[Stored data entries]

^^^^^^^^

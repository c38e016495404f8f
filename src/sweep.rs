//! Sensitivity sweeps
//!
//! Holds a base plant fixed, varies one quantity across a range, and
//! re-evaluates once per sample point. Three targets are supported:
//!
//! - [`SweepTarget::Lcoh`]: vary a plant input, report LCOH
//! - [`SweepTarget::Npv`]: vary a plant input, report NPV through the full pipeline
//! - [`SweepTarget::NpvAtSyntheticLcoh`]: what-if mode. The x values are
//!   unit costs substituted straight into the profit and NPV formulas; the
//!   plant's technical inputs only supply annual output and capex.
//!
//! Sample points are independent, so [`Sweep::run`] may evaluate them on the
//! rayon pool. Output order always follows sample order.

use rayon::prelude::*;
use serde::{Deserialize, Serialize};
use std::fmt;
use std::str::FromStr;

use crate::config::EngineConfig;
use crate::economics::{
    aggregate_incentives, annual_hydrogen_kg, calculate_lcoh, evaluate_financials,
    financials_at_unit_cost,
};
use crate::error::DomainError;
use crate::inputs::{validate_selling_price, IncentiveInputs, ProjectInputs, DEFAULT_SELLING_PRICE_PER_KG};

/// Plant input that a sweep can vary
#[derive(Debug, Clone, Copy, PartialEq, Eq, Hash, Serialize, Deserialize)]
#[serde(rename_all = "snake_case")]
pub enum InputAxis {
    ElectricityCost,
    CapacityFactor,
    Efficiency,
    DiscountRate,
    CapexPerMw,
    OpexPerMw,
    PlantSize,
    StorageCost,
    TransportCost,
}

impl InputAxis {
    pub const ALL: [InputAxis; 9] = [
        InputAxis::ElectricityCost,
        InputAxis::CapacityFactor,
        InputAxis::Efficiency,
        InputAxis::DiscountRate,
        InputAxis::CapexPerMw,
        InputAxis::OpexPerMw,
        InputAxis::PlantSize,
        InputAxis::StorageCost,
        InputAxis::TransportCost,
    ];

    /// Name of the [`ProjectInputs`] field this axis overrides
    pub fn field_name(&self) -> &'static str {
        match self {
            InputAxis::ElectricityCost => "electricity_cost_per_mwh",
            InputAxis::CapacityFactor => "capacity_factor_pct",
            InputAxis::Efficiency => "efficiency_kwh_per_kg",
            InputAxis::DiscountRate => "discount_rate_pct",
            InputAxis::CapexPerMw => "capex_per_mw",
            InputAxis::OpexPerMw => "opex_per_mw",
            InputAxis::PlantSize => "plant_size_mw",
            InputAxis::StorageCost => "storage_cost_per_kg",
            InputAxis::TransportCost => "transport_cost_per_kg",
        }
    }

    /// Copy of `base` with this axis set to `value`
    pub fn apply(&self, base: &ProjectInputs, value: f64) -> ProjectInputs {
        let mut inputs = base.clone();
        match self {
            InputAxis::ElectricityCost => inputs.electricity_cost_per_mwh = value,
            InputAxis::CapacityFactor => inputs.capacity_factor_pct = value,
            InputAxis::Efficiency => inputs.efficiency_kwh_per_kg = value,
            InputAxis::DiscountRate => inputs.discount_rate_pct = value,
            InputAxis::CapexPerMw => inputs.capex_per_mw = value,
            InputAxis::OpexPerMw => inputs.opex_per_mw = value,
            InputAxis::PlantSize => inputs.plant_size_mw = value,
            InputAxis::StorageCost => inputs.storage_cost_per_kg = value,
            InputAxis::TransportCost => inputs.transport_cost_per_kg = value,
        }
        inputs
    }

    fn cli_name(&self) -> &'static str {
        match self {
            InputAxis::ElectricityCost => "electricity-cost",
            InputAxis::CapacityFactor => "capacity-factor",
            InputAxis::Efficiency => "efficiency",
            InputAxis::DiscountRate => "discount-rate",
            InputAxis::CapexPerMw => "capex",
            InputAxis::OpexPerMw => "opex",
            InputAxis::PlantSize => "plant-size",
            InputAxis::StorageCost => "storage-cost",
            InputAxis::TransportCost => "transport-cost",
        }
    }
}

impl fmt::Display for InputAxis {
    fn fmt(&self, f: &mut fmt::Formatter<'_>) -> fmt::Result {
        f.write_str(self.cli_name())
    }
}

impl FromStr for InputAxis {
    type Err = String;

    /// Accepts the kebab-case CLI name or the input field name
    fn from_str(s: &str) -> Result<Self, Self::Err> {
        let needle = s.trim().to_ascii_lowercase();
        InputAxis::ALL
            .iter()
            .find(|axis| axis.cli_name() == needle || axis.field_name() == needle)
            .copied()
            .ok_or_else(|| {
                let names: Vec<&str> = InputAxis::ALL.iter().map(|a| a.cli_name()).collect();
                format!("unknown axis '{}', expected one of: {}", s, names.join(", "))
            })
    }
}

/// Price and incentives held fixed during a financial sweep
#[derive(Debug, Clone, PartialEq, Serialize, Deserialize)]
pub struct MarketTerms {
    #[serde(default)]
    pub incentives: IncentiveInputs,

    #[serde(default = "default_selling_price")]
    pub selling_price_per_kg: f64,
}

fn default_selling_price() -> f64 {
    DEFAULT_SELLING_PRICE_PER_KG
}

impl Default for MarketTerms {
    fn default() -> Self {
        Self {
            incentives: IncentiveInputs::default(),
            selling_price_per_kg: DEFAULT_SELLING_PRICE_PER_KG,
        }
    }
}

/// What a sweep varies and what it reports
#[derive(Debug, Clone, PartialEq, Serialize, Deserialize)]
#[serde(tag = "target", rename_all = "snake_case")]
pub enum SweepTarget {
    /// y = LCOH [$/kg] with `axis` overridden
    Lcoh { axis: InputAxis },

    /// y = NPV [$] through the full pipeline with `axis` overridden
    Npv { axis: InputAxis, market: MarketTerms },

    /// x = synthetic unit cost [$/kg], y = NPV [$]; LCOH is not re-derived
    NpvAtSyntheticLcoh { market: MarketTerms },
}

impl SweepTarget {
    pub fn x_label(&self) -> &'static str {
        match self {
            SweepTarget::Lcoh { axis } | SweepTarget::Npv { axis, .. } => axis.field_name(),
            SweepTarget::NpvAtSyntheticLcoh { .. } => "lcoh_per_kg",
        }
    }

    pub fn y_label(&self) -> &'static str {
        match self {
            SweepTarget::Lcoh { .. } => "lcoh_per_kg",
            SweepTarget::Npv { .. } | SweepTarget::NpvAtSyntheticLcoh { .. } => "npv",
        }
    }
}

/// Closed sample range; x values are evenly spaced and hit both ends exactly
#[derive(Debug, Clone, Copy, PartialEq, Serialize, Deserialize)]
pub struct SweepRange {
    pub start: f64,
    pub stop: f64,
    pub samples: usize,
}

impl SweepRange {
    pub fn new(start: f64, stop: f64, samples: usize) -> Self {
        Self { start, stop, samples }
    }

    fn validate(&self, max_samples: usize) -> Result<(), DomainError> {
        let invalid = DomainError::InvalidSweepRange {
            start: self.start,
            stop: self.stop,
        };
        if !(self.stop - self.start).is_finite() || self.start >= self.stop {
            return Err(invalid);
        }
        if self.samples < 2 {
            return Err(DomainError::TooFewSamples {
                requested: self.samples,
            });
        }
        if self.samples > max_samples {
            return Err(DomainError::TooManySamples {
                requested: self.samples,
                max: max_samples,
            });
        }
        // A span too narrow for the sample count would repeat x values
        let strictly_increasing = (1..self.samples).all(|i| self.x_at(i - 1) < self.x_at(i));
        if !strictly_increasing {
            return Err(invalid);
        }
        Ok(())
    }

    /// x value of sample `index`. Out-of-range indices clamp to `stop`.
    pub fn x_at(&self, index: usize) -> f64 {
        if index == 0 {
            return self.start;
        }
        let last = self.samples.saturating_sub(1);
        if index >= last {
            self.stop
        } else {
            self.start + (self.stop - self.start) * (index as f64 / last as f64)
        }
    }
}

/// One (x, y) pair. `y` is `None` when the reported metric is undefined.
#[derive(Debug, Clone, Copy, PartialEq, Serialize, Deserialize)]
pub struct SweepPoint {
    pub x: f64,
    pub y: Option<f64>,
}

/// Validates sweep requests against the engine limits
#[derive(Debug, Clone, Default)]
pub struct SensitivitySweepRunner {
    config: EngineConfig,
}

impl SensitivitySweepRunner {
    pub fn new(config: EngineConfig) -> Self {
        Self { config }
    }

    /// Build a validated, re-runnable sweep
    pub fn sweep(
        &self,
        base: &ProjectInputs,
        target: SweepTarget,
        range: SweepRange,
    ) -> Result<Sweep, DomainError> {
        base.validate()?;
        range.validate(self.config.max_sweep_samples)?;

        let mode = match &target {
            SweepTarget::Lcoh { axis } => {
                check_axis_endpoints(base, *axis, &range)?;
                Mode::Lcoh { axis: *axis }
            }
            SweepTarget::Npv { axis, market } => {
                check_axis_endpoints(base, *axis, &range)?;
                market.incentives.validate()?;
                validate_selling_price(market.selling_price_per_kg)?;
                Mode::Npv {
                    axis: *axis,
                    market: market.clone(),
                }
            }
            SweepTarget::NpvAtSyntheticLcoh { market } => {
                if range.start < 0.0 {
                    return Err(DomainError::Negative {
                        field: "lcoh_per_kg",
                        value: range.start,
                    });
                }
                validate_selling_price(market.selling_price_per_kg)?;
                let incentives = aggregate_incentives(&market.incentives, base.efficiency_kwh_per_kg)?;
                Mode::SyntheticLcoh {
                    annual_h2_kg: annual_hydrogen_kg(base)?,
                    incentive_per_kg: incentives.total_per_kg,
                    selling_price_per_kg: market.selling_price_per_kg,
                }
            }
        };

        log::info!(
            "Sweep {} vs {} over [{}, {}] with {} samples",
            target.y_label(),
            target.x_label(),
            range.start,
            range.stop,
            range.samples
        );

        Ok(Sweep {
            base: base.clone(),
            target,
            range,
            mode,
            parallel_threshold: self.config.parallel_sweep_threshold,
        })
    }
}

/// Every sample on an axis sweep must be a valid plant. The constraints are
/// intervals, so checking both endpoints covers the whole range.
fn check_axis_endpoints(
    base: &ProjectInputs,
    axis: InputAxis,
    range: &SweepRange,
) -> Result<(), DomainError> {
    axis.apply(base, range.start).validate()?;
    axis.apply(base, range.stop).validate()
}

/// Resolved per-point evaluation strategy
#[derive(Debug, Clone)]
enum Mode {
    Lcoh {
        axis: InputAxis,
    },
    Npv {
        axis: InputAxis,
        market: MarketTerms,
    },
    SyntheticLcoh {
        annual_h2_kg: f64,
        incentive_per_kg: f64,
        selling_price_per_kg: f64,
    },
}

/// A validated sweep. Iterate it lazily with [`Sweep::points`] (as many times
/// as needed) or collect it with [`Sweep::run`].
#[derive(Debug, Clone)]
pub struct Sweep {
    base: ProjectInputs,
    target: SweepTarget,
    range: SweepRange,
    mode: Mode,
    parallel_threshold: usize,
}

impl Sweep {
    pub fn target(&self) -> &SweepTarget {
        &self.target
    }

    pub fn range(&self) -> &SweepRange {
        &self.range
    }

    pub fn len(&self) -> usize {
        self.range.samples
    }

    pub fn is_empty(&self) -> bool {
        self.range.samples == 0
    }

    /// Evaluate a single sample point
    pub fn evaluate_at(&self, index: usize) -> Result<SweepPoint, DomainError> {
        let x = self.range.x_at(index);

        let y = match &self.mode {
            Mode::Lcoh { axis } => {
                let inputs = axis.apply(&self.base, x);
                Some(calculate_lcoh(&inputs)?.lcoh_per_kg)
            }
            Mode::Npv { axis, market } => {
                let inputs = axis.apply(&self.base, x);
                let lcoh = calculate_lcoh(&inputs)?;
                let incentives =
                    aggregate_incentives(&market.incentives, inputs.efficiency_kwh_per_kg)?;
                evaluate_financials(&lcoh, &incentives, market.selling_price_per_kg, &inputs)?
                    .npv
                    .value()
            }
            Mode::SyntheticLcoh {
                annual_h2_kg,
                incentive_per_kg,
                selling_price_per_kg,
            } => financials_at_unit_cost(
                x,
                *annual_h2_kg,
                *incentive_per_kg,
                *selling_price_per_kg,
                &self.base,
            )?
            .npv
            .value(),
        };

        Ok(SweepPoint { x, y })
    }

    /// Lazy iterator over the sample points, in order
    pub fn points(&self) -> SweepPoints<'_> {
        SweepPoints {
            sweep: self,
            next: 0,
        }
    }

    /// Evaluate every sample point, in parallel for large sweeps
    pub fn run(&self) -> Result<Vec<SweepPoint>, DomainError> {
        let points = if self.range.samples >= self.parallel_threshold {
            log::debug!("Evaluating {} sweep points in parallel", self.range.samples);
            (0..self.range.samples)
                .into_par_iter()
                .map(|i| self.evaluate_at(i))
                .collect::<Result<Vec<_>, _>>()?
        } else {
            self.points().collect::<Result<Vec<_>, _>>()?
        };

        log::info!("Sweep complete: {} points", points.len());
        Ok(points)
    }

    /// Write points as CSV with axis-named headers; undefined y values are left empty
    pub fn write_csv<W: std::io::Write>(&self, points: &[SweepPoint], writer: W) -> Result<(), csv::Error> {
        let mut csv_writer = csv::Writer::from_writer(writer);
        csv_writer.write_record([self.target.x_label(), self.target.y_label()])?;
        for point in points {
            let y = point.y.map(|v| v.to_string()).unwrap_or_default();
            csv_writer.write_record([point.x.to_string(), y])?;
        }
        csv_writer.flush()?;
        Ok(())
    }
}

/// Iterator returned by [`Sweep::points`]
#[derive(Debug, Clone)]
pub struct SweepPoints<'a> {
    sweep: &'a Sweep,
    next: usize,
}

impl Iterator for SweepPoints<'_> {
    type Item = Result<SweepPoint, DomainError>;

    fn next(&mut self) -> Option<Self::Item> {
        if self.next >= self.sweep.range.samples {
            return None;
        }
        let point = self.sweep.evaluate_at(self.next);
        self.next += 1;
        Some(point)
    }

    fn size_hint(&self) -> (usize, Option<usize>) {
        let remaining = self.sweep.range.samples.saturating_sub(self.next);
        (remaining, Some(remaining))
    }
}

impl ExactSizeIterator for SweepPoints<'_> {}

^^^^^^^^

Transcribe the lines above between the line holding "self.points().collect::<Result<Vec<_>, _>>()?" and the line holding "fn next(&mut self)", inclusive, exactly as they stand and with nothing added.

            self.points().collect::<Result<Vec<_>, _>>()?
        };

        log::info!("Sweep complete: {} points", points.len());
        Ok(points)
    }

    /// Write points as CSV with axis-named headers; undefined y values are left empty
    pub fn write_csv<W: std::io::Write>(&self, points: &[SweepPoint], writer: W) -> Result<(), csv::Error> {
        let mut csv_writer = csv::Writer::from_writer(writer);
        csv_writer.write_record([self.target.x_label(), self.target.y_label()])?;
        for point in points {
            let y = point.y.map(|v| v.to_string()).unwrap_or_default();
            csv_writer.write_record([point.x.to_string(), y])?;
        }
        csv_writer.flush()?;
        Ok(())
    }
}

/// Iterator returned by [`Sweep::points`]
#[derive(Debug, Clone)]
pub struct SweepPoints<'a> {
    sweep: &'a Sweep,
    next: usize,
}

impl Iterator for SweepPoints<'_> {
    type Item = Result<SweepPoint, DomainError>;

    fn next(&mut self) -> Option<Self::Item> {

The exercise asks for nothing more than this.